Sometimes having no place to stay, Littrell and Avery have slept next to the road and in fields along the way and eating only peanuts for dinner. Such was the case on July 4 when they stopped to stay in a field and were later surprised when a man pulled up to bring them BBQ and cold beer. “They weren’t going to let us not have a decent meal on the 4th of July,” smiled Littrell. “It was incredibly touching. It was a reminder that we’re not overseas, we’re back home. That guy will never know what that meant to me.”
When asked if he felt the journey has helped others, Littrell replied, “Absolutely! I’ve gotten 4 messages on our Facebook page from guys that said they thought they were completely forgotten, that they were all alone and about to pull the trigger. But after seeing what these people do for us and all the words of encouragement on the page, they didn’t do it.”
Polk County has come together to make sure these gentlemen feel welcome. Staying at the Johnsons’ in Pine Ridge Thursday night, Friday night were spent in the hospitable company of Juliann Boyd of the Yocana community who took them into town for a good meal and a haircut. With a good place for their horses and a nice bed for themselves, the pair enjoyed good company, good food, and good music.
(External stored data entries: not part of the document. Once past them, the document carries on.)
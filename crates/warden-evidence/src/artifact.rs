//! Content-addressed artifact storage.

use crate::{sha256_hex, EvidenceError};
use serde::{Deserialize, Serialize};
use std::fs;
use std::path::{Component, Path, PathBuf};

/// A content-addressed pointer to a persisted byproduct of execution —
/// a page capture, a response body, a pre-state snapshot.
#[derive(Clone, Debug, PartialEq, Eq, Serialize, Deserialize)]
pub struct ArtifactRef {
    /// Path relative to the store root.
    pub path: String,
    /// MIME type of the stored bytes.
    pub mime: String,
    /// Hex SHA-256 of the stored bytes.
    pub sha256: String,
}

/// Filesystem-backed artifact store rooted at a single directory.
///
/// All evidence persisted by the engine goes through [`write`]; nothing
/// referenced from a receipt may bypass it.
///
/// [`write`]: ArtifactStore::write
#[derive(Clone, Debug)]
pub struct ArtifactStore {
    root: PathBuf,
}

impl ArtifactStore {
    /// Open a store rooted at `root`, creating the directory if needed.
    pub fn open(root: impl Into<PathBuf>) -> Result<Self, EvidenceError> {
        let root = root.into();
        fs::create_dir_all(&root)?;
        Ok(Self { root })
    }

    /// The store root directory.
    pub fn root(&self) -> &Path {
        &self.root
    }

    /// Persist bytes under `relative_path` and return a content-addressed
    /// reference. Parent directories are created as needed. Paths that
    /// would escape the store root are rejected.
    pub fn write(
        &self,
        relative_path: &str,
        bytes: &[u8],
        mime: &str,
    ) -> Result<ArtifactRef, EvidenceError> {
        let full = self.resolve(relative_path)?;
        if let Some(parent) = full.parent() {
            fs::create_dir_all(parent)?;
        }
        fs::write(&full, bytes)?;

        Ok(ArtifactRef {
            path: relative_path.to_string(),
            mime: mime.to_string(),
            sha256: sha256_hex(bytes),
        })
    }

    /// Read back the bytes an artifact reference points at.
    pub fn read(&self, artifact: &ArtifactRef) -> Result<Vec<u8>, EvidenceError> {
        let full = self.resolve(&artifact.path)?;
        if !full.exists() {
            return Err(EvidenceError::NotFound(artifact.path.clone()));
        }
        Ok(fs::read(full)?)
    }

    /// Recompute an artifact's digest and compare it to the reference.
    pub fn verify(&self, artifact: &ArtifactRef) -> Result<(), EvidenceError> {
        let bytes = self.read(artifact)?;
        let actual = sha256_hex(&bytes);
        if actual != artifact.sha256 {
            return Err(EvidenceError::DigestMismatch {
                path: artifact.path.clone(),
                expected: artifact.sha256.clone(),
                actual,
            });
        }
        Ok(())
    }

    fn resolve(&self, relative_path: &str) -> Result<PathBuf, EvidenceError> {
        let rel = Path::new(relative_path);
        let escapes = rel.components().any(|c| {
            matches!(
                c,
                Component::ParentDir | Component::RootDir | Component::Prefix(_)
            )
        });
        if escapes || relative_path.is_empty() {
            return Err(EvidenceError::PathEscape(relative_path.to_string()));
        }
        Ok(self.root.join(rel))
    }
}

#[cfg(test)]
mod tests {
    use super::*;

    fn store() -> (tempfile::TempDir, ArtifactStore) {
        let dir = tempfile::tempdir().unwrap();
        let store = ArtifactStore::open(dir.path()).unwrap();
        (dir, store)
    }

    #[test]
    fn test_write_and_read_back() {
        let (_dir, store) = store();
        let artifact = store
            .write("job-1/step-1/response.json", b"{\"ok\":true}", "application/json")
            .unwrap();

        assert_eq!(artifact.path, "job-1/step-1/response.json");
        assert_eq!(artifact.sha256, sha256_hex(b"{\"ok\":true}"));
        assert_eq!(store.read(&artifact).unwrap(), b"{\"ok\":true}");
    }

    #[test]
    fn test_verify_detects_mutation() {
        let (_dir, store) = store();
        let artifact = store
            .write("capture.html", b"<html></html>", "text/html")
            .unwrap();
        assert!(store.verify(&artifact).is_ok());

        std::fs::write(store.root().join("capture.html"), b"<html>tampered</html>").unwrap();
        assert!(matches!(
            store.verify(&artifact),
            Err(EvidenceError::DigestMismatch { .. })
        ));
    }

    #[test]
    fn test_path_escape_is_rejected() {
        let (_dir, store) = store();
        let result = store.write("../outside.txt", b"data", "text/plain");
        assert!(matches!(result, Err(EvidenceError::PathEscape(_))));

        let result = store.write("/etc/absolute.txt", b"data", "text/plain");
        assert!(matches!(result, Err(EvidenceError::PathEscape(_))));
    }

    #[test]
    fn test_read_missing_artifact() {
        let (_dir, store) = store();
        let artifact = ArtifactRef {
            path: "never-written.bin".into(),
            mime: "application/octet-stream".into(),
            sha256: sha256_hex(b""),
        };
        assert!(matches!(
            store.read(&artifact),
            Err(EvidenceError::NotFound(_))
        ));
    }
}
Traveling through town on Sunday, the two caused a stir at Skyline Café when they stopped for lunch and met several locals. After traveling west on Highway 8, Littrell and Avery found sanctuary at the home of Jeff Jones. From there, they were transported to Talihina to attend a barrel racing event that was held in their honor and raised over $700 for the Semper Fi Fund. Coming back to Jones’ late Sunday the pair got a short rest before heading out early Monday morning and leaving Arkansas, and the people they met, changed forever.
“We loved Mena, it was really great to us. Everybody there was so welcoming and you guys have our gratitude,” stated Littrell.
Their journey will resume early each morning as they head west. They still have many miles to go, but neither Littrell, or Avery are averted, as Littrell relayed,
“It is absolutely the honor of my life to do this ride.”